**Supplied records**

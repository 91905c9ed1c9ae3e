//! SQLite storage bootstrap and schema migration entry points.
//!
//! # Responsibility
//! - Open and configure SQLite connections for the dispatch store.
//! - Apply schema migrations in deterministic order.
//!
//! # Invariants
//! - Migration version is tracked via `PRAGMA user_version`.
//! - No cat, mission or target row is read or written before migrations
//!   succeed.
//! - Foreign keys are enforced on every connection; target cascade on
//!   mission delete depends on it.

use std::error::Error;
use std::fmt::{Display, Formatter};

pub mod migrations;
mod open;

pub use open::{open_db, open_db_in_memory};

pub type DbResult<T> = Result<T, DbError>;

#[derive(Debug)]
pub enum DbError {
    Sqlite(rusqlite::Error),
    UnsupportedSchemaVersion {
        db_version: u32,
        latest_supported: u32,
    },
}

impl Display for DbError {
    fn fmt(&self, f: &mut Formatter<'_>) -> std::fmt::Result {
        match self {
            Self::Sqlite(err) => write!(f, "{err}"),
            Self::UnsupportedSchemaVersion {
                db_version,
                latest_supported,
            } => write!(
                f,
                "dispatch store schema version {db_version} is newer than supported {latest_supported}"
            ),
        }
    }
}

impl Error for DbError {
    fn source(&self) -> Option<&(dyn Error + 'static)> {
        match self {
            Self::Sqlite(err) => Some(err),
            Self::UnsupportedSchemaVersion { .. } => None,
        }
    }
}

impl From<rusqlite::Error> for DbError {
    fn from(value: rusqlite::Error) -> Self {
        Self::Sqlite(value)
    }
}
//! Single binary arithmetic expressions
//!
//! Only `<number> <op> <number>` is recognized. The operands are parsed and
//! the result computed directly; nothing from the message is ever evaluated.

use std::fmt;

use once_cell::sync::Lazy;
use regex::Regex;

static ARITHMETIC_RE: Lazy<Regex> = Lazy::new(|| {
    Regex::new(r"([0-9]+(?:\.[0-9]+)?)\s*([+\-*/])\s*([0-9]+(?:\.[0-9]+)?)").expect("arithmetic pattern")
});

#[derive(Debug, Clone, Copy, PartialEq, Eq)]
pub enum Operator {
    Add,
    Subtract,
    Multiply,
    Divide,
}

impl Operator {
    fn from_symbol(symbol: &str) -> Option<Self> {
        match symbol {
            "+" => Some(Operator::Add),
            "-" => Some(Operator::Subtract),
            "*" => Some(Operator::Multiply),
            "/" => Some(Operator::Divide),
            _ => None,
        }
    }

    pub fn apply(self, lhs: f64, rhs: f64) -> f64 {
        match self {
            Operator::Add => lhs + rhs,
            Operator::Subtract => lhs - rhs,
            Operator::Multiply => lhs * rhs,
            Operator::Divide => lhs / rhs,
        }
    }
}

impl fmt::Display for Operator {
    fn fmt(&self, f: &mut fmt::Formatter<'_>) -> fmt::Result {
        let symbol = match self {
            Operator::Add => "+",
            Operator::Subtract => "-",
            Operator::Multiply => "*",
            Operator::Divide => "/",
        };
        f.write_str(symbol)
    }
}

/// One `lhs op rhs` expression found in a message
#[derive(Debug, Clone, PartialEq)]
pub struct BinaryExpression {
    pub lhs: f64,
    pub op: Operator,
    pub rhs: f64,
    /// The expression exactly as it appeared in the message
    pub text: String,
}

impl BinaryExpression {
    /// The result, or `None` when it is not a finite number (division by zero)
    pub fn evaluate(&self) -> Option<f64> {
        let value = self.op.apply(self.lhs, self.rhs);
        value.is_finite().then_some(value)
    }
}

/// First binary expression in `message`, if any
pub fn parse_arithmetic(message: &str) -> Option<BinaryExpression> {
    let caps = ARITHMETIC_RE.captures(message)?;

    Some(BinaryExpression {
        lhs: caps.get(1)?.as_str().parse().ok()?,
        op: Operator::from_symbol(caps.get(2)?.as_str())?,
        rhs: caps.get(3)?.as_str().parse().ok()?,
        text: caps.get(0)?.as_str().to_string(),
    })
}

/// `42` rather than `42.0`, `2.5` stays `2.5`
pub fn format_number(value: f64) -> String {
    if value.fract() == 0.0 && value.abs() < 1e15 {
        format!("{}", value as i64)
    } else {
        format!("{}", value)
    }
}

pub(crate) fn answer(expr: &BinaryExpression, value: f64) -> String {
    format!(
        "Hi! I'm Machan. Even offline, I can help with that calculation: {} = {}\n\n\
         This showcases the computational power I bring to our workflow automation platform!",
        expr.text,
        format_number(value)
    )
}
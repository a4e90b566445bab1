//! Built-in prompt and notice texts
//!
//! Every text here can be shown to a visitor or sent to the model, so they are
//! written in the assistant's voice.

pub mod builtin {
    /// System prompt sent as the first turn of every request
    pub const SYSTEM_PROMPT: &str = r#"You are Machan, the AI Workflow Assistant for the AI Workflow Hub website. You are knowledgeable, helpful and professional, and you help visitors understand and navigate our AI workflow automation platform.

## About AI Workflow Hub
- Comprehensive AI workflow automation solutions
- We help organizations move from human-driven processes to AI-powered automation
- Neural Workflow Assessment with 99.7% accuracy
- Quantum Best Practices for 10x faster implementation
- AI Risk Management maintaining a 0.1% risk factor
- 500+ analyzed case studies
- 24-hour deployment capability
- Adaptive learning onboarding

## Website sections
- [Home](/AI-Workflow-Hub/): overview of all services and features
- [Introduction](/AI-Workflow-Hub/introduction): fundamentals of AI workflow automation
- [Workflow Guide](/AI-Workflow-Hub/workflow-guide): identifying and implementing AI workflows
- [Best Practices](/AI-Workflow-Hub/best-practices): proven strategies and methodologies
- [Case Studies](/AI-Workflow-Hub/case-studies): real-world examples from many industries
- [Risk Assessment](/AI-Workflow-Hub/risk-assessment): evaluating and mitigating implementation risk
- [Implementation](/AI-Workflow-Hub/implementation): step-by-step deployment guide

## Communication guidelines
1. Be truthful and accurate. Never fabricate an answer.
2. When you do not know something, say "I don't know" or "I'm not certain about that".
3. When a question is unclear, ask a clarifying question before answering.
4. Be upfront about limits: no real-time data, no private information, no live system access.
5. When you cannot answer directly, suggest a relevant site section or another reliable source.

## Response guidelines
- Be concise but informative, professional, with a futuristic tone.
- When a visitor asks about a topic, always link the matching page as [Page Name](/AI-Workflow-Hub/page-path).
- Highlight the verified statistics (99.7% accuracy, 10x faster, 0.1% risk, 500+ cases, 24h deployment) where relevant.

## Analytical questions
When asked to count characters in a word, go letter by letter, count each occurrence and show your work.
Example: "Strawberry" and 'r': S-t-r-a-w-b-e-r-r-y, 'r' appears 3 times (positions 3, 8, 9).
For math or logic questions, give accurate step-by-step solutions.

Introduce yourself as Machan when greeting new visitors. Prioritize accuracy and honesty over appearing knowledgeable."#;

    /// First transcript message shown when the widget mounts
    pub const GREETING: &str = "Hello! I'm Machan, your AI Workflow Assistant. I can help you navigate our website, explain our services, and guide you through AI workflow automation. What would you like to know?";

    /// Shown when a streamed reply breaks off mid-way
    pub const STREAM_FAILURE_NOTICE: &str = "Hi! I'm Machan. I'm having trouble processing your request right now, so I can't generate a proper response to your question. This is a technical issue on my end, not a problem with your question. Please try again in a moment, and I should be able to help you better. If you need immediate information, you can explore our website sections or ask me simple questions that I might be able to handle offline.";

    /// Shown when the backend fails in a way it did not recover from
    pub const TECHNICAL_DIFFICULTY_NOTICE: &str = "Hi! I'm Machan. I'm currently experiencing technical difficulties, so I can't provide my usual detailed responses right now. Please try asking your question again in a moment. If the issue persists, you can explore our website sections for information about AI workflow automation, or I'll do my best to help with basic questions using my offline capabilities.";

    /// Closes an exchange the shell abandoned before it finished
    pub const CANCELLED_NOTICE: &str = "Request cancelled. Ask again whenever you're ready.";

    /// Transient banner text for controller-level errors
    pub const ERROR_BANNER: &str = "Sorry, I encountered an error. Please try again.";
}
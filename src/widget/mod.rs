//! Chat widget controller
//!
//! The widget is an explicit state machine:
//!
//! ```text
//! Idle -> Sending -> Streaming        -> Idle
//!                 -> AwaitingBlocking -> Idle
//! ```
//!
//! plus an error banner that never blocks the return to `Idle`. It owns the
//! transcript, the model-facing conversation and the input line, and reports
//! changes through a [`WidgetView`].

mod controller;
mod keys;
mod message;
mod view;

pub use controller::{ChatWidget, Ticket};
pub use keys::{action_for, Key, KeyAction, KeyPress};
pub use message::DisplayMessage;
pub use view::{NoopView, WidgetView};

#[derive(Debug, Clone, Copy, PartialEq, Eq)]
pub enum WidgetState {
    Idle,
    Sending,
    Streaming,
    AwaitingBlocking,
}

impl WidgetState {
    pub fn is_busy(&self) -> bool {
        !matches!(self, WidgetState::Idle)
    }
}

/// How a reply is fetched
#[derive(Debug, Clone, Copy, PartialEq, Eq)]
pub enum SendMode {
    Streaming,
    Blocking,
}

/// Canned question offered as a one-click chip under the input
#[derive(Debug, Clone, Copy, PartialEq, Eq)]
pub struct QuickAction {
    pub label: &'static str,
    pub query: &'static str,
}

pub const QUICK_ACTIONS: &[QuickAction] = &[
    QuickAction { label: "Services", query: "What services do you offer?" },
    QuickAction { label: "Navigation", query: "How do I navigate the website?" },
    QuickAction { label: "Features", query: "What features are available?" },
    QuickAction { label: "Getting Started", query: "How do I get started with AI workflows?" },
    QuickAction { label: "Case Studies", query: "Show me some case studies" },
    QuickAction { label: "Risk Assessment", query: "Tell me about risk assessment" },
    QuickAction { label: "Test: Count R", query: "How many r in Strawberry?" },
    QuickAction { label: "Test: Math", query: "What is 25 + 17?" },
    QuickAction { label: "Test: Unclear Q", query: "How do I implement this?" },
    QuickAction { label: "Test: Unknown", query: "What is the weather today?" },
];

**Problem to work on**
Copy out only the lines of the records above from the one with "- Be concise" through the one with "(positions 3, 8, 9).", exactly as they stand, both included.

**Solved exercise**
- Be concise but informative, professional, with a futuristic tone.
- When a visitor asks about a topic, always link the matching page as [Page Name](/AI-Workflow-Hub/page-path).
- Highlight the verified statistics (99.7% accuracy, 10x faster, 0.1% risk, 500+ cases, 24h deployment) where relevant.

## Analytical questions
When asked to count characters in a word, go letter by letter, count each occurrence and show your work.
Example: "Strawberry" and 'r': S-t-r-a-w-b-e-r-r-y, 'r' appears 3 times (positions 3, 8, 9).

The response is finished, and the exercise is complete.